When I arrived, museum visitors were just being allowed into the lobby. I quickly found the end of the line and asked a museum worker to verify that the general line was the same as for special exhibits. "It's all one ticket," she said wearily, as though she had said the exact same thing thousands of times before. When I paid for my ticket and walked past the ticket-checkers into the museum, I began to ask the security guard, "Excuse me, where's the line for..." and before I could even finish my sentence, he cut me off with a gruff but smiling, "Right up the stairs. Second floor." By the time I joined the line, it was 10:42. It was difficult to see exactly how many people were ahead of me in line -- many people were just watching, and others had saved spaces for friends off satisfying hunger or any of nature's other callings, but I estimated about 30. Then, the waiting began.

I made a commitment early on in the day that I was not going to eat or drink anything, or leave my place in line for any reason. This was not because I didn't trust the people around me, or anything of that nature. Rather, I wondered how Marina could do it, and then if I could do it, too. It was a feeble gesture of solidarity, however insignificant.

The premise of the piece is this: Marina, the artist, sits in a chair during museum hours. She does not eat, drink, get up to go to the bathroom, get up for any other reason. She barely moves. Her facial expressions change ever-so-slightly, and her posture shifts. Her hands clench, or quietly move behind her back. Opposite Marina, there is a second chair. This chair is for anyone who wants to be a part of the piece to sit, facing Marina, for as long as he or she chooses. One can sit for just a few seconds, or for the entirety of museum hours. (I learned through eavesdropping on a variety of fascinating conversations that two museumgoers so far had sat for an entire day with Marina.)

For me, the people-watching aspect of such an exhibit compounds the fascination tenfold. I heard the twentysomething ponytailed guy resembling a satyr behind me in line confess to another would-be sitter that he, too, was a performance artist. "Yeah, every Friday at the New Museum, I'm in a crucifixion piece," he said. 

"Oh?" said the woman. "I would really love to see that."

"Yeah, they have me wear a loincloth and a crown of thorns, and hold my arms out.

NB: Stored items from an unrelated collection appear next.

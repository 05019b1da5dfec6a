//! Variable-length quantities: 7 bits per byte, high bit flags continuation.

use crate::error::{Error, Result};

/// Largest value a four-byte VLQ can hold.
pub const MAX_VLQ: u32 = 0x0FFF_FFFF;

const MAX_VLQ_BYTES: usize = 4;

/// Decode the VLQ starting at `offset`. Returns the value and bytes consumed.
pub fn read_vlq(buf: &[u8], offset: usize) -> Result<(u32, usize)> {
    let mut value = 0u32;
    for i in 0..MAX_VLQ_BYTES {
        let Some(&byte) = buf.get(offset + i) else {
            return Err(Error::Truncated {
                context: "variable-length quantity",
                offset: offset + i,
            });
        };
        value = (value << 7) | (byte & 0x7F) as u32;
        if byte & 0x80 == 0 {
            return Ok((value, i + 1));
        }
    }
    Err(Error::VlqTooLong { offset })
}

/// Append the shortest encoding of `value`.
pub fn write_vlq(out: &mut Vec<u8>, value: u32) -> Result<()> {
    if value > MAX_VLQ {
        return Err(Error::DeltaOverflow(value as u64));
    }
    let mut bytes = [0u8; MAX_VLQ_BYTES];
    let mut i = MAX_VLQ_BYTES - 1;
    let mut rest = value;
    bytes[i] = (rest & 0x7F) as u8;
    rest >>= 7;
    while rest > 0 {
        i -= 1;
        bytes[i] = ((rest & 0x7F) | 0x80) as u8;
        rest >>= 7;
    }
    out.extend_from_slice(&bytes[i..]);
    Ok(())
}

/// Encoded size of `value` in bytes.
#[inline]
pub fn vlq_len(value: u32) -> usize {
    match value {
        0..=0x7F => 1,
        0x80..=0x3FFF => 2,
        0x4000..=0x1F_FFFF => 3,
        _ => 4,
    }
}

And I'm not supposed to interact with anyone."

"So is it a reenactment?" 

"I'd call it more a timing than a reenactment," Ponytail Satyr Guy responded.

After the first hour in line, when about five people had gone, I lamented my choice to run errands in the morning when I could've gotten there earlier. He looked at me like I was completely out of my mind. "You ran errands this morning?" He threw back his head and laughed like a hyena. Though I felt slightly foolish for not having done my research to know to come earlier, it struck me as even odder that this person was so sincerely incredulous at the idea that I could have the gall to do anything else with my day. 

A bit later, an older gentleman came and talked to the group of people I was waiting in line with -- Ponytail Satyr Guy plus two middle-aged French women. "It's going really fast today," the man commented. "I just worry -- Marina's having such a rough time, emotionally and physically. It takes her time to connect to everyone's energy. And even some of the people who sit for a long time, they just -- drain her of her energy. Some people just don't know how to sit."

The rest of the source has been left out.